Be aware of the overtrading trap

It is essential for construction firms, taking on long term and high budget projects, to consider long term contract accounting treatments under UK GAAP. Currently a number of construction companies struggle to comply with it. These struggles include capturing and assigning all costs to projects/jobs, accurately evaluating suitable stages of project close and allocating profits on projects to the precise accounting period. However, it is this that may lead to inaccurate profit calculations on projects, and thus leading to poor decision making.


Cash flow conundrums

Companies may encounter cash flow issues and financial difficulties, where money is required to spend on resources before receiving payment from customers. To ensure only the most financially viable projects are accepted, it is important to maintain strong prominence of the cash-flow impact of all new tenders.
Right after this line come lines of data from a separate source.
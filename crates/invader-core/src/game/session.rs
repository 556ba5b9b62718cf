use crate::deck::InvaderDeck;
use crate::game::config::GameConfig;
use crate::pool::InvaderCardpool;
use crate::rules::ActiveRules;

/// State containers for one game. The card pool and the deck are fed
/// independently; drawing a card does not reveal it.
#[derive(Debug, Clone)]
pub struct Session {
    config: GameConfig,
    rules: ActiveRules,
    cardpool: InvaderCardpool,
    deck: InvaderDeck,
}

impl Session {
    pub fn new(config: GameConfig) -> Self {
        let rules = ActiveRules::resolve(&config);
        Self {
            cardpool: InvaderCardpool::with_rules(rules),
            deck: InvaderDeck::with_rules(&config, rules),
            config,
            rules,
        }
    }

    pub fn config(&self) -> &GameConfig {
        &self.config
    }

    pub fn rules(&self) -> ActiveRules {
        self.rules
    }

    pub fn cardpool(&self) -> &InvaderCardpool {
        &self.cardpool
    }

    pub fn cardpool_mut(&mut self) -> &mut InvaderCardpool {
        &mut self.cardpool
    }

    pub fn deck(&self) -> &InvaderDeck {
        &self.deck
    }

    pub fn deck_mut(&mut self) -> &mut InvaderDeck {
        &mut self.deck
    }
}

#[cfg(test)]
mod tests {
    use super::Session;
    use crate::game::config::GameConfig;
    use crate::model::adversary::Adversary;
    use crate::model::card::Card;
    use crate::model::stage::Stage;

    #[test]
    fn new_session_shares_one_rule_resolution() {
        let session = Session::new(GameConfig::led_by(Adversary::Scotland, 4));
        assert!(session.rules().reveals_coastal_lands());
        assert!(session.cardpool().is_revealed(Card::STAGE_II_COASTAL));
        assert_eq!(session.deck().undrawn_layout(), "11-2*2*-3*-C*2-3333");
    }

    #[test]
    fn drawing_does_not_reveal() {
        let mut session = Session::new(GameConfig::default());
        session.deck_mut().draw(Card::STAGE_I_SANDS).unwrap();
        assert_eq!(session.cardpool().revealed_count(Stage::I), 0);

        session.cardpool_mut().reveal(Card::STAGE_I_SANDS).unwrap();
        assert_eq!(session.cardpool().revealed_count(Stage::I), 1);
        assert_eq!(session.deck().drawn().len(), 1);
    }
}
use crate::error::{InvaderError, Result};
use crate::game::config::GameConfig;
use crate::model::card::Card;
use crate::model::stage::Stage;
use crate::model::terrain::Terrain;
use crate::rules::ActiveRules;
use serde::Serialize;
use std::collections::{BTreeMap, BTreeSet};
use tracing::debug;

/// Terrain to likelihood. Terrains that can no longer appear are absent.
pub type Prediction = BTreeMap<Terrain, f64>;

/// Stage III cards carrying any one standard terrain.
const STAGE_III_CARDS_PER_TERRAIN: usize = 3;

/// Revealed invader cards, per stage.
#[derive(Debug, Clone, PartialEq, Eq, Default, Serialize)]
pub struct InvaderCardpool {
    revealed: [BTreeSet<Card>; 3],
}

impl InvaderCardpool {
    pub fn new(config: &GameConfig) -> Self {
        Self::with_rules(ActiveRules::resolve(config))
    }

    pub fn with_rules(rules: ActiveRules) -> Self {
        let mut pool = Self::default();
        if rules.reveals_coastal_lands() {
            pool.reveal(Card::STAGE_II_COASTAL)
                .expect("coastal lands is a catalog card");
        }
        pool
    }

    /// Excludes `card` from future predictions. Revealing a card twice is fine.
    pub fn reveal(&mut self, card: Card) -> Result<()> {
        if !card.is_catalog() {
            return Err(InvaderError::InvalidCard);
        }
        if self.revealed[Self::slot(card.stage())].insert(card) {
            debug!(%card, "revealed invader card");
        }
        Ok(())
    }

    pub fn revealed(&self, stage: Stage) -> impl Iterator<Item = Card> + '_ {
        self.revealed[Self::slot(stage)].iter().copied()
    }

    pub fn revealed_count(&self, stage: Stage) -> usize {
        self.revealed[Self::slot(stage)].len()
    }

    pub fn is_revealed(&self, card: Card) -> bool {
        self.revealed[Self::slot(card.stage())].contains(&card)
    }

    /// Predicts the next terrain for stage 1, 2 or 3.
    pub fn predict(&self, stage: u8) -> Result<Prediction> {
        let stage = Stage::try_from(stage)?;
        Ok(self.forecast(stage))
    }

    pub fn forecast(&self, stage: Stage) -> Prediction {
        match stage {
            Stage::I => self.uniform_over(stage, &Terrain::STANDARD),
            Stage::II => self.uniform_over(stage, &Terrain::ALL),
            Stage::III => self.stage_three(),
        }
    }

    fn uniform_over(&self, stage: Stage, terrains: &[Terrain]) -> Prediction {
        let remaining: Vec<Terrain> = terrains
            .iter()
            .copied()
            .filter(|&terrain| !self.revealed(stage).any(|card| card.carries(terrain)))
            .collect();
        let share = 1.0 / remaining.len() as f64;
        remaining.into_iter().map(|terrain| (terrain, share)).collect()
    }

    // Remaining copies of the terrain over unrevealed stage III cards. Each
    // card carries two terrains, so the values do not sum to one.
    fn stage_three(&self) -> Prediction {
        let revealed = &self.revealed[Self::slot(Stage::III)];
        let unrevealed = (Card::catalog_for(Stage::III).len() - revealed.len()) as f64;
        Terrain::STANDARD
            .iter()
            .filter_map(|&terrain| {
                let appearances = revealed.iter().filter(|card| card.carries(terrain)).count();
                let left = STAGE_III_CARDS_PER_TERRAIN.checked_sub(appearances)?;
                (left > 0).then(|| (terrain, left as f64 / unrevealed))
            })
            .collect()
    }

    const fn slot(stage: Stage) -> usize {
        stage as usize - 1
    }
}

#[cfg(test)]
mod tests {
    use super::InvaderCardpool;
    use crate::error::InvaderError;
    use crate::game::config::GameConfig;
    use crate::model::adversary::Adversary;
    use crate::model::card::Card;
    use crate::model::stage::Stage;
    use crate::model::terrain::Terrain;

    fn fresh() -> InvaderCardpool {
        InvaderCardpool::new(&GameConfig::default())
    }

    fn approx(actual: Option<&f64>, expected: f64) {
        let actual = actual.copied().expect("terrain present");
        assert!((actual - expected).abs() < 1e-9, "{actual} != {expected}");
    }

    #[test]
    fn reveal_is_idempotent() {
        let mut pool = fresh();
        pool.reveal(Card::STAGE_I_JUNGLE).unwrap();
        let once = pool.clone();
        pool.reveal(Card::STAGE_I_JUNGLE).unwrap();
        assert_eq!(pool, once);
        assert_eq!(pool.revealed_count(Stage::I), 1);
    }

    #[test]
    fn reveal_rejects_non_catalog_cards() {
        let mut pool = fresh();
        for card in [Card::STAGE_I_UNKNOWN, Card::STAGE_II_SALT_DEPOSITS] {
            assert_eq!(pool.reveal(card), Err(InvaderError::InvalidCard));
        }
        assert_eq!(pool, fresh());
    }

    #[test]
    fn every_catalog_card_can_be_revealed() {
        let mut pool = fresh();
        for &card in Card::catalog() {
            pool.reveal(card).unwrap();
            assert!(pool.is_revealed(card));
        }
        for stage in Stage::ALL {
            assert_eq!(pool.revealed_count(stage), Card::catalog_for(stage).len());
            assert!(pool.forecast(stage).is_empty());
        }
    }

    #[test]
    fn predict_rejects_unknown_stages() {
        let pool = fresh();
        assert_eq!(pool.predict(0), Err(InvaderError::InvalidCard));
        assert_eq!(pool.predict(4), Err(InvaderError::InvalidCard));
    }

    #[test]
    fn base_predictions() {
        let pool = fresh();
        let stage1 = pool.predict(1).unwrap();
        assert_eq!(stage1.len(), 4);
        assert!(stage1.values().all(|&p| p == 0.25));
        assert!(!stage1.contains_key(&Terrain::CoastalLands));

        let stage2 = pool.predict(2).unwrap();
        assert_eq!(stage2.len(), 5);
        assert!(stage2.values().all(|&p| p == 0.20));

        let stage3 = pool.predict(3).unwrap();
        assert_eq!(stage3.len(), 4);
        assert!(stage3.values().all(|&p| p == 0.50));
    }

    #[test]
    fn coastal_adversaries_reveal_coastal_lands() {
        for config in [
            GameConfig::led_by(Adversary::Scotland, 2),
            GameConfig::default().with_supporting(Adversary::HabsburgMines, 4),
        ] {
            let pool = InvaderCardpool::new(&config);
            assert!(pool.is_revealed(Card::STAGE_II_COASTAL));
            let stage1 = pool.predict(1).unwrap();
            assert_eq!(stage1.get(&Terrain::Jungle), Some(&0.25));
            let stage2 = pool.predict(2).unwrap();
            assert_eq!(stage2.get(&Terrain::Jungle), Some(&0.25));
            assert!(!stage2.contains_key(&Terrain::CoastalLands));
        }

        let below = InvaderCardpool::new(&GameConfig::led_by(Adversary::HabsburgMines, 3));
        assert!(!below.is_revealed(Card::STAGE_II_COASTAL));
    }

    #[test]
    fn stage_one_reveals_remove_terrains() {
        let mut pool = fresh();
        pool.reveal(Card::STAGE_I_JUNGLE).unwrap();
        let prediction = pool.predict(1).unwrap();
        assert!(!prediction.contains_key(&Terrain::Jungle));

        // Other stages do not count.
        pool.reveal(Card::STAGE_II_WETLAND).unwrap();
        approx(pool.predict(1).unwrap().get(&Terrain::Wetland), 1.0 / 3.0);

        pool.reveal(Card::STAGE_I_WETLAND).unwrap();
        let prediction = pool.predict(1).unwrap();
        assert!(!prediction.contains_key(&Terrain::Wetland));
        assert_eq!(prediction.get(&Terrain::Sands), Some(&0.5));

        for &card in Card::catalog_for(Stage::I) {
            pool.reveal(card).unwrap();
        }
        assert!(pool.predict(1).unwrap().is_empty());
    }

    #[test]
    fn stage_three_exhausted_terrain_is_absent() {
        let mut pool = fresh();
        for card in [
            Card::STAGE_III_JUNGLE_MOUNTAIN,
            Card::STAGE_III_JUNGLE_SANDS,
            Card::STAGE_III_JUNGLE_WETLAND,
        ] {
            pool.reveal(card).unwrap();
        }
        assert!(!pool.predict(3).unwrap().contains_key(&Terrain::Jungle));
    }

    #[test]
    fn stage_three_untouched_terrain_is_certain() {
        let mut pool = fresh();
        for card in [
            Card::STAGE_III_JUNGLE_MOUNTAIN,
            Card::STAGE_III_JUNGLE_SANDS,
            Card::STAGE_III_MOUNTAIN_SANDS,
        ] {
            pool.reveal(card).unwrap();
        }
        assert_eq!(pool.predict(3).unwrap().get(&Terrain::Wetland), Some(&1.0));
    }

    #[test]
    fn stage_three_decreases_with_appearances() {
        let mut pool = fresh();

        pool.reveal(Card::STAGE_III_JUNGLE_MOUNTAIN).unwrap();
        assert_eq!(pool.predict(3).unwrap().get(&Terrain::Jungle), Some(&0.4));

        pool.reveal(Card::STAGE_III_MOUNTAIN_SANDS).unwrap();
        assert_eq!(pool.predict(3).unwrap().get(&Terrain::Jungle), Some(&0.5));

        pool.reveal(Card::STAGE_III_MOUNTAIN_WETLAND).unwrap();
        approx(pool.predict(3).unwrap().get(&Terrain::Jungle), 2.0 / 3.0);

        pool.reveal(Card::STAGE_III_SANDS_WETLAND).unwrap();
        assert_eq!(pool.predict(3).unwrap().get(&Terrain::Jungle), Some(&1.0));

        pool.reveal(Card::STAGE_III_JUNGLE_MOUNTAIN).unwrap();
        assert_eq!(pool.predict(3).unwrap().get(&Terrain::Jungle), Some(&1.0));
    }

    #[test]
    fn repeated_predictions_are_identical() {
        let mut pool = fresh();
        pool.reveal(Card::STAGE_III_SANDS_WETLAND).unwrap();
        assert_eq!(pool.predict(3), pool.predict(3));
        assert_eq!(pool.predict(2), pool.predict(2));
    }
}
use crate::model::card::ParseCardError;
use core::fmt;
use core::str::FromStr;
use serde::{Deserialize, Serialize};

/// Land type printed on an invader card.
#[derive(Debug, Clone, Copy, PartialEq, Eq, PartialOrd, Ord, Hash, Serialize, Deserialize)]
#[serde(rename_all = "kebab-case")]
pub enum Terrain {
    Jungle,
    Mountain,
    Sands,
    Wetland,
    /// Only printed on a single stage II card.
    CoastalLands,
    Unknown,
}

impl Terrain {
    /// Terrains common to every stage.
    pub const STANDARD: [Terrain; 4] = [
        Terrain::Jungle,
        Terrain::Mountain,
        Terrain::Sands,
        Terrain::Wetland,
    ];

    pub const ALL: [Terrain; 5] = [
        Terrain::Jungle,
        Terrain::Mountain,
        Terrain::Sands,
        Terrain::Wetland,
        Terrain::CoastalLands,
    ];

    pub const fn is_standard(self) -> bool {
        matches!(
            self,
            Terrain::Jungle | Terrain::Mountain | Terrain::Sands | Terrain::Wetland
        )
    }

    pub const fn as_str(self) -> &'static str {
        match self {
            Terrain::Jungle => "jungle",
            Terrain::Mountain => "mountain",
            Terrain::Sands => "sands",
            Terrain::Wetland => "wetland",
            Terrain::CoastalLands => "coastal-lands",
            Terrain::Unknown => "unknown",
        }
    }
}

impl FromStr for Terrain {
    type Err = ParseCardError;

    fn from_str(value: &str) -> Result<Self, Self::Err> {
        match value.trim().to_ascii_lowercase().as_str() {
            "jungle" => Ok(Terrain::Jungle),
            "mountain" => Ok(Terrain::Mountain),
            "sands" => Ok(Terrain::Sands),
            "wetland" => Ok(Terrain::Wetland),
            "coastal-lands" | "coastal" => Ok(Terrain::CoastalLands),
            "unknown" | "?" => Ok(Terrain::Unknown),
            other => Err(ParseCardError::UnknownTerrain(other.to_string())),
        }
    }
}

impl fmt::Display for Terrain {
    fn fmt(&self, f: &mut fmt::Formatter<'_>) -> fmt::Result {
        f.write_str(self.as_str())
    }
}
use crate::model::adversary::Adversary;
use serde::{Deserialize, Serialize};

/// One adversary seat of a game; `adversary: None` leaves the seat empty.
#[derive(Debug, Clone, Copy, PartialEq, Eq, Default, Serialize, Deserialize)]
pub struct AdversarySlot {
    #[serde(default)]
    pub adversary: Option<Adversary>,
    #[serde(default)]
    pub level: u8,
}

impl AdversarySlot {
    pub const NONE: AdversarySlot = AdversarySlot {
        adversary: None,
        level: 0,
    };

    pub const fn new(adversary: Adversary, level: u8) -> Self {
        Self {
            adversary: Some(adversary),
            level,
        }
    }
}

#[derive(Debug, Clone, Copy, PartialEq, Eq, Default, Serialize, Deserialize)]
pub struct GameConfig {
    #[serde(default)]
    pub leading: AdversarySlot,
    #[serde(default)]
    pub supporting: AdversarySlot,
}

impl GameConfig {
    pub const fn new(leading: AdversarySlot, supporting: AdversarySlot) -> Self {
        Self {
            leading,
            supporting,
        }
    }

    pub const fn led_by(adversary: Adversary, level: u8) -> Self {
        Self::new(AdversarySlot::new(adversary, level), AdversarySlot::NONE)
    }

    pub fn with_supporting(mut self, adversary: Adversary, level: u8) -> Self {
        self.supporting = AdversarySlot::new(adversary, level);
        self
    }

    /// Occupied slots in setup order: supporting first, then leading.
    pub fn adversaries(&self) -> impl Iterator<Item = (Adversary, u8)> {
        [self.supporting, self.leading]
            .into_iter()
            .filter_map(|slot| slot.adversary.map(|adversary| (adversary, slot.level)))
    }
}
use thiserror::Error;

/// Recoverable failures reported by the estimator and the deck.
#[derive(Error, Debug, Copy, Clone, PartialEq, Eq)]
pub enum InvaderError {
    #[error("not a valid invader card for this action")]
    InvalidCard,
    #[error("the invader deck is empty")]
    EmptyDeck,
    #[error("the invader card must be within one stage to return")]
    NotReturnable,
    #[error("only Russia 5+ is entrenched in the face of fear")]
    NotEntrenched,
}

pub type Result<T> = core::result::Result<T, InvaderError>;
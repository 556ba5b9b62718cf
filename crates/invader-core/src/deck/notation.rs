//! Compact layout strings such as `111-3*-2222-3333`.
//!
//! One symbol per card: the stage number, `C` for Coastal Lands or `S` for
//! Salt Deposits. A trailing `*` marks a flagged entry (specially placed in
//! the deck, returnable in the drawn pile). Runs of different stages are
//! separated by `-`.

use crate::model::card::Card;

pub fn symbol(card: Card) -> char {
    if card.is_coastal() {
        'C'
    } else if card.is_salt_deposits() {
        'S'
    } else {
        char::from(b'0' + card.stage().number())
    }
}

pub fn layout(entries: impl IntoIterator<Item = (Card, bool)>) -> String {
    let mut out = String::new();
    let mut previous = None;
    for (card, flagged) in entries {
        let stage = card.stage();
        if previous.is_some_and(|prev| prev != stage) {
            out.push('-');
        }
        out.push(symbol(card));
        if flagged {
            out.push('*');
        }
        previous = Some(stage);
    }
    out
}
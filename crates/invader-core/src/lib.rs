#![deny(warnings)]
pub mod deck;
pub mod error;
pub mod game;
pub mod model;
pub mod pool;
pub mod rules;

pub use error::{InvaderError, Result};
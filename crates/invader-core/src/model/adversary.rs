use core::fmt;
use core::str::FromStr;
use serde::{Deserialize, Serialize};
use thiserror::Error;

/// Optional personality for the invaders.
#[derive(Debug, Clone, Copy, PartialEq, Eq, PartialOrd, Ord, Hash, Serialize, Deserialize)]
#[serde(rename_all = "kebab-case")]
pub enum Adversary {
    BrandenburgPrussia,
    England,
    #[serde(rename = "france-plantation-colony")]
    France,
    #[serde(rename = "habsburg-livestock-colony")]
    HabsburgLivestock,
    #[serde(rename = "habsburg-mining-expedition")]
    HabsburgMines,
    Russia,
    Scotland,
    Sweden,
}

impl Adversary {
    pub const ALL: [Adversary; 8] = [
        Adversary::BrandenburgPrussia,
        Adversary::England,
        Adversary::France,
        Adversary::HabsburgLivestock,
        Adversary::HabsburgMines,
        Adversary::Russia,
        Adversary::Scotland,
        Adversary::Sweden,
    ];

    /// Highest difficulty level printed on any adversary panel.
    pub const MAX_LEVEL: u8 = 6;

    pub const fn as_str(self) -> &'static str {
        match self {
            Adversary::BrandenburgPrussia => "brandenburg-prussia",
            Adversary::England => "england",
            Adversary::France => "france-plantation-colony",
            Adversary::HabsburgLivestock => "habsburg-livestock-colony",
            Adversary::HabsburgMines => "habsburg-mining-expedition",
            Adversary::Russia => "russia",
            Adversary::Scotland => "scotland",
            Adversary::Sweden => "sweden",
        }
    }
}

#[derive(Error, Debug, Clone, PartialEq, Eq)]
#[error("unknown adversary `{0}`")]
pub struct ParseAdversaryError(pub String);

impl FromStr for Adversary {
    type Err = ParseAdversaryError;

    fn from_str(value: &str) -> Result<Self, Self::Err> {
        let normalized = value.trim().to_ascii_lowercase();
        Adversary::ALL
            .into_iter()
            .find(|adversary| adversary.as_str() == normalized)
            .ok_or(ParseAdversaryError(normalized))
    }
}

impl fmt::Display for Adversary {
    fn fmt(&self, f: &mut fmt::Formatter<'_>) -> fmt::Result {
        f.write_str(self.as_str())
    }
}
use std::path::PathBuf;

use anyhow::Context;
use clap::Parser;

use invader_cli::logging::init_logging;
use invader_cli::report::{OutputFormat, render};
use invader_cli::runner::ScriptRunner;
use invader_cli::script::Script;
use invader_core::game::AdversarySlot;
use invader_core::model::Adversary;

/// Replays a scripted game against the invader deck tracker.
#[derive(Debug, Parser)]
#[command(
    name = "invader-cli",
    author,
    version,
    about = "Invader deck tracker and terrain predictor"
)]
struct Cli {
    /// Path to the YAML script.
    #[arg(value_name = "SCRIPT")]
    script: PathBuf,

    /// Override the leading adversary.
    #[arg(long, value_name = "ADVERSARY")]
    leading: Option<Adversary>,

    /// Override the leading adversary's level.
    #[arg(long, value_name = "LEVEL")]
    leading_level: Option<u8>,

    /// Override the supporting adversary.
    #[arg(long, value_name = "ADVERSARY")]
    supporting: Option<Adversary>,

    /// Override the supporting adversary's level.
    #[arg(long, value_name = "LEVEL")]
    supporting_level: Option<u8>,

    #[arg(long, value_enum, default_value_t = OutputFormat::Text)]
    format: OutputFormat,

    /// Exit after validating the script (no actions are played).
    #[arg(long)]
    validate_only: bool,

    /// Override the script's logging level.
    #[arg(long, value_name = "LEVEL")]
    log_level: Option<String>,
}

fn override_slot(slot: &mut AdversarySlot, adversary: Option<Adversary>, level: Option<u8>) {
    if let Some(adversary) = adversary {
        slot.adversary = Some(adversary);
    }
    if let Some(level) = level {
        slot.level = level;
    }
}

fn main() -> anyhow::Result<()> {
    let cli = Cli::parse();
    let mut script = Script::from_path(&cli.script)?;

    override_slot(&mut script.game.leading, cli.leading, cli.leading_level);
    override_slot(&mut script.game.supporting, cli.supporting, cli.supporting_level);
    if let Some(level) = cli.log_level {
        script.logging.level = level;
    }

    script
        .validate()
        .with_context(|| format!("validating {}", cli.script.display()))?;

    if cli.validate_only {
        println!(
            "Script {} is valid ({} action{}).",
            cli.script.display(),
            script.actions.len(),
            if script.actions.len() == 1 { "" } else { "s" }
        );
        return Ok(());
    }

    let _logging_guard = init_logging(&script.logging)?;
    let report = ScriptRunner::new(&script).run();
    let rendered = render(&report, cli.format).context("rendering report")?;
    print!("{rendered}");
    if cli.format == OutputFormat::Json {
        println!();
    }
    Ok(())
}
So what needs to be done to avoid falling into the overtrading trap?

Cash flow modelling to decrease overtrading risks

Overtrading risks can be decreased via Cash-flow modelling. Three-way forecasting, which involves combining financial data for profit and loss, cash-flow and the company’s balance sheet, can help businesses to predict how they might perform based on a number of different scenarios. This process allows decision making and cash flow forecasting to be clearer and more precise. Other relevant data can also be fed into financial forecasts, such as if the firm is planning a recruitment drive or intends to invest in new equipment in the next few months.


What you need to consider before quoting for new work

When quoting for new work, the profit margins and cash flow effects should be considered. Both factors need to be looked at closing to avoid any cash-flow issues and overtrading. When quoting for any new job, organisations should have a clear and effective template for calculating predicted profit margins and the cash-flow impact of the project. This prototype should include a reflection of when invoices will be raised and when payments are due. Without this information in place, managers will effectively be running their business blind.


The use of long term contract accounting treatments

This should be more widely used in the construction industry. The use of other forms of standard accounting practice is considered inadequate for measuring project profitability, where projects are large and complex. However, a lack of understanding about how to effectively monitor project profitability and cash-flow means that some businesses may be failing as a result and could be at danger of overtrading.

Some business do not use the correct accounting treatment. For example, some use a traditional accounting method and just insert a figure for ‘work in progress’ on the balance sheet. This is based on an estimation and not an accurate reflection of the business. A continuous use of this type of method could lead to the wrong decisions being made. Alongside poor cash-flow management and visibility of cash-flow on new tenders, this could place the business at serious financial risk, potentially leading to business failure and/or penalties for wrongful trading.


Becoming a credit risk can be costly

A variety of factors could end up disrupting the business financially during the course of the project. For example, any changes to a contract can erode profit margins. These additional costs must be taken into consideration when raising invoices. If costs are going up and additional work is being done, seeking further payment from the client can be the difference between delivering profits and maintaining a healthy cash position, and making a loss.

Often, during financial difficulties, companies will take longer to pay their suppliers. However this can have a detrimental effect on supplier relations and may affect business reputation. If a business is perceived to be a credit risk, its market reputation can quickly become damaged and it could become more difficult to secure contracts or finance in the future.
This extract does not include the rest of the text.